Hacker Newsnew | past | comments | ask | show | jobs | submitlogin

When you're at Roblox's scale, it is often difficult to know in advance whether you will have a lower MTTR by rolling back or fixing forward. If it takes you longer to resolve a problem by rolling back a significant change than by tweaking a configuration file, then rolling back is not the best action to take.

Also, multiple changes may have confounded the analysis. Adjusting the Consul configuration may have been one of many changes that happened in the recent past, and certainly changes in client load could have been a possible culprit.

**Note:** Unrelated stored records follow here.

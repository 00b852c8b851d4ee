//! Admin console behind an advisory role check.
//!
//! SYSTEM CONTEXT
//! ==============
//! The gate resolves after mount: the profile row is fetched if the dashboard
//! has not already loaded it, and `is_admin` decides whether the console
//! renders. This is a UI affordance; the backend's row rules are the real
//! boundary, so a forged client sees panels that cannot write anything.

use leptos::prelude::*;
use leptos_router::hooks::use_navigate;

use crate::components::admin_pricing_panel::AdminPricingPanel;
use crate::components::admin_system_panel::AdminSystemPanel;
use crate::components::admin_users_panel::AdminUsersPanel;
use crate::components::navbar::Navbar;
use crate::state::admin::AdminState;
use crate::state::auth::AuthState;

#[derive(Clone, Copy, PartialEq, Eq)]
enum AdminSection {
    Users,
    Pricing,
    System,
}

#[component]
pub fn AdminPage() -> impl IntoView {
    let auth = expect_context::<RwSignal<AuthState>>();
    let admin = expect_context::<RwSignal<AdminState>>();
    let navigate = use_navigate();

    crate::util::auth::install_unauth_redirect(auth, navigate);

    let section = RwSignal::new(AdminSection::Users);

    // Resolve the role gate once a session is present.
    Effect::new(move || {
        let Some(session) = auth.get().session else {
            return;
        };
        if admin.with_untracked(|a| a.authorized.is_some()) {
            return;
        }
        #[cfg(feature = "hydrate")]
        leptos::task::spawn_local(async move {
            if auth.with_untracked(|a| a.profile.is_none()) {
                if let Some(profile) = crate::net::api::fetch_profile(&session).await {
                    auth.update(|a| a.profile_loaded(profile));
                }
            }
            let allowed = auth.with_untracked(crate::state::auth::AuthState::is_admin);
            admin.update(|a| {
                a.authorized = Some(allowed);
                if allowed {
                    a.seed_mock_users();
                }
            });
            if allowed {
                if let Some(site) = crate::net::api::fetch_site_settings(&session).await {
                    admin.update(|a| a.site = site);
                }
            }
        });
        #[cfg(not(feature = "hydrate"))]
        let _ = (session, admin);
    });

    let gate = move || admin.with(|a| a.authorized);

    view! {
        <Navbar />
        <main class="admin">
            {move || match gate() {
                None => view! { <p class="admin__checking">"Checking access"</p> }.into_any(),
                Some(false) => view! {
                    <div class="admin__denied">
                        <h1>"No access"</h1>
                        <p>"This console is for Linkleaf operators only."</p>
                        <a class="btn" href="/dashboard">
                            "Back to your dashboard"
                        </a>
                    </div>
                }
                .into_any(),
                Some(true) => view! {
                    <div class="admin__console">
                        <nav class="dashboard__tabs">
                            <button
                                class="tab"
                                class=("tab--active", move || section.get() == AdminSection::Users)
                                on:click=move |_| section.set(AdminSection::Users)
                            >
                                "Users"
                            </button>
                            <button
                                class="tab"
                                class=("tab--active", move || section.get() == AdminSection::Pricing)
                                on:click=move |_| section.set(AdminSection::Pricing)
                            >
                                "Pricing"
                            </button>
                            <button
                                class="tab"
                                class=("tab--active", move || section.get() == AdminSection::System)
                                on:click=move |_| section.set(AdminSection::System)
                            >
                                "System"
                            </button>
                        </nav>
                        {move || match section.get() {
                            AdminSection::Users => view! { <AdminUsersPanel /> }.into_any(),
                            AdminSection::Pricing => view! { <AdminPricingPanel /> }.into_any(),
                            AdminSection::System => view! { <AdminSystemPanel /> }.into_any(),
                        }}
                    </div>
                }
                .into_any(),
            }}
        </main>
    }
}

In most cases, if you've planned your deployment well (meaning in part that you've specified the rollback steps for your deployment) it's almost impossible to imagine rollback being slower than any other approach.

When I worked at Amazon, oncalls within our large team initially had leeway over whether to roll backwards or try to fix problems in situ ("roll forward"). Eventually, the amount of time wasted trying to fix things, and new problems introduced by this ad hoc approach, led to a general policy of always rolling back if there were problems (I think VP approval became required for post-deploy fixes that weren't just rolling back).

In this case, though, the deployment happened ages (a whole day!) before the problems erupted. The rollback steps wouldn't necessarily be valid (to your "multiple confounding changes" point). So there was no avoiding at least some time spent analyzing and strategizing before deciding to roll back.


Some changes are extremely hard to rollback, but this doesn’t sound like one of them. From their report, sounds like the rollback process involved simply making a config change to disable the streaming feature, it took a bit to rollout to all nodes, and then Consul performance almost immediately returned to normal.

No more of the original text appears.